* [RECORD EXCERPTS]:

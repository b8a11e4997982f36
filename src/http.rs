//! Transport primitives for API requests.
//!
//! The module exposes [`HttpTransport`] so downstream crates can plug in a custom HTTP
//! stack (or a scripted one in tests) while the [`Fetcher`](crate::fetch::Fetcher) keeps
//! ownership of authentication, redirect following, and status classification.
//! Transports must hand every response back verbatim; in particular they must not follow
//! redirects on their own.

// std
use std::ops::Deref;
// crates.io
use http::{HeaderMap, header::RETRY_AFTER};
use time::{OffsetDateTime, format_description::well_known::Rfc2822};
// self
use crate::_prelude::*;

/// Outbound request handed to a transport.
pub type HttpRequest = http::Request<Vec<u8>>;
/// Response returned by a transport.
pub type HttpResponse = http::Response<Vec<u8>>;

/// Abstraction over blocking HTTP transports.
///
/// The trait is the client's only dependency on an HTTP stack. Implementations must be
/// `Send + Sync + 'static` so one transport can back several clients behind an `Arc`.
pub trait HttpTransport
where
	Self: 'static + Send + Sync,
{
	/// Concrete error emitted by the underlying transport.
	type TransportError: 'static + Send + Sync + StdError;

	/// Executes `request` and returns the raw response, whatever its status.
	fn execute(&self, request: HttpRequest) -> Result<HttpResponse, Self::TransportError>;
}

/// Thin wrapper around a blocking [`reqwest::blocking::Client`] so shared HTTP behavior lives
/// in one place. Redirects are surfaced to the fetcher instead of being followed, so any
/// custom client passed to [`ReqwestHttpClient::with_client`] should disable redirect
/// following as well.
#[cfg(feature = "reqwest")]
#[derive(Clone, Debug)]
pub struct ReqwestHttpClient(pub reqwest::blocking::Client);
#[cfg(feature = "reqwest")]
impl ReqwestHttpClient {
	/// Builds the default client with redirect following disabled.
	pub fn new() -> Result<Self> {
		let client = reqwest::blocking::Client::builder()
			.redirect(reqwest::redirect::Policy::none())
			.build()
			.map_err(crate::error::ConfigError::from)?;

		Ok(Self(client))
	}

	/// Wraps an existing reqwest client.
	pub fn with_client(client: reqwest::blocking::Client) -> Self {
		Self(client)
	}
}
#[cfg(feature = "reqwest")]
impl AsRef<reqwest::blocking::Client> for ReqwestHttpClient {
	fn as_ref(&self) -> &reqwest::blocking::Client {
		&self.0
	}
}
#[cfg(feature = "reqwest")]
impl Deref for ReqwestHttpClient {
	type Target = reqwest::blocking::Client;

	fn deref(&self) -> &Self::Target {
		&self.0
	}
}
#[cfg(feature = "reqwest")]
impl HttpTransport for ReqwestHttpClient {
	type TransportError = reqwest::Error;

	fn execute(&self, request: HttpRequest) -> Result<HttpResponse, Self::TransportError> {
		let response = self.0.execute(request.try_into()?)?;
		let status = response.status();
		let headers = response.headers().to_owned();
		let mut response_new = HttpResponse::new(response.bytes()?.to_vec());

		*response_new.status_mut() = status;
		*response_new.headers_mut() = headers;

		Ok(response_new)
	}
}

/// Reads a `Retry-After` header expressed either as delta-seconds or as an RFC 2822 date.
pub fn parse_retry_after(headers: &HeaderMap) -> Option<Duration> {
	parse_retry_after_at(headers, OffsetDateTime::now_utc())
}

fn parse_retry_after_at(headers: &HeaderMap, now: OffsetDateTime) -> Option<Duration> {
	let value = headers.get(RETRY_AFTER)?;
	let raw = value.to_str().ok()?.trim();

	if let Ok(secs) = raw.parse::<u64>() {
		return Some(Duration::from_secs(secs));
	}
	if let Ok(moment) = OffsetDateTime::parse(raw, &Rfc2822) {
		let delta = moment - now;

		if delta.is_positive() {
			return Some(delta.unsigned_abs());
		}
	}

	None
}

/// Flattens response headers into name/value pairs, decoding values lossily.
pub(crate) fn header_pairs(headers: &HeaderMap) -> Vec<(String, String)> {
	headers
		.iter()
		.map(|(name, value)| {
			(name.as_str().to_owned(), String::from_utf8_lossy(value.as_bytes()).into_owned())
		})
		.collect()
}

#[cfg(test)]
mod tests {
	// crates.io
	use http::HeaderValue;
	use time::macros::datetime;
	// self
	use super::*;

	fn retry_after(value: &'static str) -> HeaderMap {
		let mut headers = HeaderMap::new();

		headers.insert(RETRY_AFTER, HeaderValue::from_static(value));

		headers
	}

	#[test]
	fn retry_after_accepts_delta_seconds() {
		assert_eq!(parse_retry_after(&retry_after("120")), Some(Duration::from_secs(120)));
		assert_eq!(parse_retry_after(&retry_after(" 7 ")), Some(Duration::from_secs(7)));
	}

	#[test]
	fn retry_after_accepts_future_http_dates() {
		let now = datetime!(2025-01-06 10:00:00 UTC);
		let headers = retry_after("Mon, 06 Jan 2025 10:00:30 +0000");

		assert_eq!(parse_retry_after_at(&headers, now), Some(Duration::from_secs(30)));
	}

	#[test]
	fn retry_after_ignores_past_dates_and_garbage() {
		let now = datetime!(2025-01-06 10:00:00 UTC);

		assert_eq!(
			parse_retry_after_at(&retry_after("Mon, 06 Jan 2025 09:00:00 +0000"), now),
			None
		);
		assert_eq!(parse_retry_after(&retry_after("soon")), None);
		assert_eq!(parse_retry_after(&HeaderMap::new()), None);
	}

	#[test]
	fn header_pairs_keep_every_value() {
		let mut headers = HeaderMap::new();

		headers.append("x-trace", HeaderValue::from_static("a"));
		headers.append("x-trace", HeaderValue::from_static("b"));

		assert_eq!(
			header_pairs(&headers),
			vec![("x-trace".to_owned(), "a".to_owned()), ("x-trace".to_owned(), "b".to_owned())]
		);
	}
}
// self
use crate::obs::FetchOutcome;

#[cfg(test)]
thread_local! {
	static RECORDED: std::cell::RefCell<Vec<FetchOutcome>> = const { std::cell::RefCell::new(Vec::new()) };
}

/// Records a fetch outcome via the global metrics recorder (when enabled).
pub fn record_fetch_outcome(outcome: FetchOutcome) {
	#[cfg(test)]
	RECORDED.with(|recorded| recorded.borrow_mut().push(outcome));

	#[cfg(feature = "metrics")]
	{
		metrics::counter!("upgates_fetch_total", "outcome" => outcome.as_str()).increment(1);
	}

	#[cfg(not(feature = "metrics"))]
	{
		let _ = outcome;
	}
}

/// Drains the outcomes recorded on the current thread.
#[cfg(test)]
pub(crate) fn take_recorded_outcomes() -> Vec<FetchOutcome> {
	RECORDED.with(|recorded| recorded.take())
}
//! Demonstrates enumerating a paginated collection and probing credentials against a mock
//! Upgates API served by `httpmock`.

// crates.io
use color_eyre::Result;
use httpmock::prelude::*;
// self
use upgates_client::{
	client::ClientBuilder,
	http::ReqwestHttpClient,
	request::QueryParams,
	reqwest::{blocking::Client, redirect::Policy},
};

fn main() -> Result<()> {
	color_eyre::install()?;

	let server = MockServer::start();
	let root_mock = server.mock(|when, then| {
		when.method(GET).path("/api/v2");
		then.status(404).body("{\"message\":\"Not found\"}");
	});
	let first_mock = server.mock(|when, then| {
		when.method(GET).path("/api/v2/products").query_param("language", "cs");
		then.status(200).header("content-type", "application/json").body(
			"{\"products\":[{\"code\":\"TSHIRT-RED\"},{\"code\":\"TSHIRT-BLUE\"}],\"number_of_pages\":1,\"number_of_items\":2}",
		);
	});
	let http_client = ReqwestHttpClient::with_client(
		Client::builder().danger_accept_invalid_certs(true).redirect(Policy::none()).build()?,
	);
	let client = ClientBuilder::new()
		.base_url(server.url("/api/v2"))
		.credentials("demo-login", "demo-api-key")
		.allow_http(true)
		.build_with(http_client)?;

	println!("Credentials accepted: {}.", client.valid_credentials()?);

	let products = client.products(QueryParams::new().with("language", "cs"));

	println!("{:?} products across {} page(s):", products.size()?, products.total_pages()?);

	for product in &products {
		println!("- {}", product?["code"]);
	}

	root_mock.assert();
	first_mock.assert();

	Ok(())
}
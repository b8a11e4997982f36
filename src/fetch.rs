//! Authenticated GET with bounded redirect following and status classification.
//!
//! [`Fetcher::fetch`] issues one logical request: it attaches the Basic `Authorization`
//! header, follows `301` responses up to the configured hop budget, and maps every other
//! status onto the crate's error taxonomy. Nothing is retried; a `429` is surfaced as
//! [`Error::TooManyRequests`] so callers can apply their own backoff.

// crates.io
use http::{
	HeaderValue, Method, StatusCode,
	header::{AUTHORIZATION, CONTENT_TYPE, LOCATION},
};
// self
use crate::{
	_prelude::*,
	auth::Credentials,
	error::{ConfigError, TransportError},
	http::{self as transport, HttpRequest, HttpResponse, HttpTransport},
	obs::{self, FetchOutcome, FetchSpan, FetchStage},
	page::Page,
	request::{QueryParams, RequestTarget},
};
#[cfg(feature = "reqwest")] use crate::http::ReqwestHttpClient;

/// Default number of redirect hops followed before giving up.
pub const DEFAULT_MAX_REDIRECTS: u8 = 4;

/// Issues authenticated requests against one API base URL.
///
/// The fetcher owns its credentials and the Basic token derived from them; the token is
/// encoded on the first request and reused for every later one.
pub struct Fetcher<C = DefaultTransport>
where
	C: ?Sized + HttpTransport,
{
	base_url: Url,
	credentials: Credentials,
	http_client: Arc<C>,
	max_redirects: u8,
}

/// Transport used when none is specified.
#[cfg(feature = "reqwest")]
pub type DefaultTransport = ReqwestHttpClient;
/// Transport used when none is specified.
#[cfg(not(feature = "reqwest"))]
pub type DefaultTransport = dyn HttpTransport<TransportError = TransportError>;

impl<C> Fetcher<C>
where
	C: ?Sized + HttpTransport,
{
	/// Creates a fetcher for `base_url` with the default redirect budget.
	pub fn new(base_url: Url, credentials: Credentials, http_client: impl Into<Arc<C>>) -> Self {
		Self {
			base_url,
			credentials,
			http_client: http_client.into(),
			max_redirects: DEFAULT_MAX_REDIRECTS,
		}
	}

	/// Overrides the number of redirect hops followed before failing.
	pub fn with_max_redirects(mut self, max_redirects: u8) -> Self {
		self.max_redirects = max_redirects;

		self
	}

	/// API base URL every path is appended to.
	pub fn base_url(&self) -> &Url {
		&self.base_url
	}

	/// Credentials attached to every request.
	pub fn credentials(&self) -> &Credentials {
		&self.credentials
	}

	/// Redirect hop budget.
	pub fn max_redirects(&self) -> u8 {
		self.max_redirects
	}

	/// Builds the target for `path` + `params` under the base URL.
	pub fn target(&self, path: &str, params: &QueryParams) -> Result<RequestTarget> {
		RequestTarget::new(&self.base_url, path, params)
	}

	/// Fetches `path` with `params` and returns the decoded page.
	pub fn get(&self, path: &str, params: &QueryParams) -> Result<Page> {
		self.get_staged(FetchStage::Get, path, params)
	}

	/// Performs one logical GET against `target`, following redirects.
	pub fn fetch(&self, target: RequestTarget) -> Result<Page> {
		self.fetch_staged(FetchStage::Get, target)
	}

	pub(crate) fn get_staged(
		&self,
		stage: FetchStage,
		path: &str,
		params: &QueryParams,
	) -> Result<Page> {
		self.fetch_staged(stage, self.target(path, params)?)
	}

	fn fetch_staged(&self, stage: FetchStage, target: RequestTarget) -> Result<Page> {
		let _span = FetchSpan::new(stage, target.path()).entered();
		let mut target = target;
		let mut redirects = 0_u8;

		loop {
			let response = self.execute(&target).inspect_err(|_| {
				obs::record_fetch_outcome(FetchOutcome::Failure);
			})?;

			match response.status() {
				StatusCode::OK => {
					let page = decode_page(response.body()).inspect_err(|_| {
						obs::record_fetch_outcome(FetchOutcome::Failure);
					})?;

					obs::record_fetch_outcome(FetchOutcome::Success);

					return Ok(page.with_code(StatusCode::OK.as_u16()));
				},
				StatusCode::MOVED_PERMANENTLY => {
					if redirects >= self.max_redirects {
						obs::record_fetch_outcome(FetchOutcome::Failure);

						return Err(Error::TooManyRedirects { limit: self.max_redirects });
					}

					target = redirect_target(&target, &response).inspect_err(|_| {
						obs::record_fetch_outcome(FetchOutcome::Failure);
					})?;
					redirects += 1;

					obs::record_fetch_outcome(FetchOutcome::Redirect);
					obs::trace_redirect(redirects, target.url().as_str());
				},
				StatusCode::TOO_MANY_REQUESTS => {
					obs::record_fetch_outcome(FetchOutcome::RateLimited);

					return Err(Error::TooManyRequests {
						retry_after: transport::parse_retry_after(response.headers()),
					});
				},
				status => {
					obs::record_fetch_outcome(FetchOutcome::Failure);

					return Err(Error::UnknownError {
						status: status.as_u16(),
						body: String::from_utf8_lossy(response.body()).into_owned(),
						headers: transport::header_pairs(response.headers()),
					});
				},
			}
		}
	}

	fn execute(&self, target: &RequestTarget) -> Result<HttpResponse> {
		let request = self.build_request(target)?;

		self.http_client
			.execute(request)
			.map_err(|e| TransportError::network(target.url().as_str(), e).into())
	}

	fn build_request(&self, target: &RequestTarget) -> Result<HttpRequest> {
		let authorization = HeaderValue::from_str(&self.credentials.authorization_header())
			.map_err(|_| ConfigError::InvalidCredentials)?;
		let request = http::Request::builder()
			.method(Method::GET)
			.uri(target.url().as_str())
			.header(CONTENT_TYPE, HeaderValue::from_static("application/json"))
			.header(AUTHORIZATION, authorization)
			.body(Vec::new())
			.map_err(ConfigError::from)?;

		Ok(request)
	}
}
#[cfg(feature = "reqwest")]
impl Fetcher<ReqwestHttpClient> {
	/// Creates a fetcher backed by the default reqwest transport.
	pub fn with_reqwest(base_url: Url, credentials: Credentials) -> Result<Self> {
		Ok(Self::new(base_url, credentials, ReqwestHttpClient::new()?))
	}
}
impl<C> Debug for Fetcher<C>
where
	C: ?Sized + HttpTransport,
{
	fn fmt(&self, f: &mut Formatter) -> FmtResult {
		f.debug_struct("Fetcher")
			.field("base_url", &self.base_url.as_str())
			.field("credentials", &self.credentials)
			.field("max_redirects", &self.max_redirects)
			.finish()
	}
}

fn decode_page(body: &[u8]) -> Result<Page> {
	let mut de = serde_json::Deserializer::from_slice(body);
	let fields: Map<String, Value> = serde_path_to_error::deserialize(&mut de)?;

	de.end()?;

	Ok(Page::new(fields))
}

fn redirect_target(current: &RequestTarget, response: &HttpResponse) -> Result<RequestTarget> {
	let location = response.headers().get(LOCATION);
	let Some(raw) = location.and_then(|value| value.to_str().ok()) else {
		return Err(Error::InvalidRedirect {
			location: location.map(|value| String::from_utf8_lossy(value.as_bytes()).into_owned()),
		});
	};

	current
		.redirect(raw)
		.map_err(|_| Error::InvalidRedirect { location: Some(raw.to_owned()) })
}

* [YOUR OBJECTIVE]: Return the entries above unchanged, starting at the first line and stopping after the line with "stack (or a".

* [SOLUTION BELOW]:
repository b8a11e4997982f36
filename src/http.rs
//! Transport primitives for API requests.
//!
//! The module exposes [`HttpTransport`] so downstream crates can plug in a custom HTTP
//! stack (or a scripted one in tests) while the [`Fetcher`](crate::fetch::Fetcher) keeps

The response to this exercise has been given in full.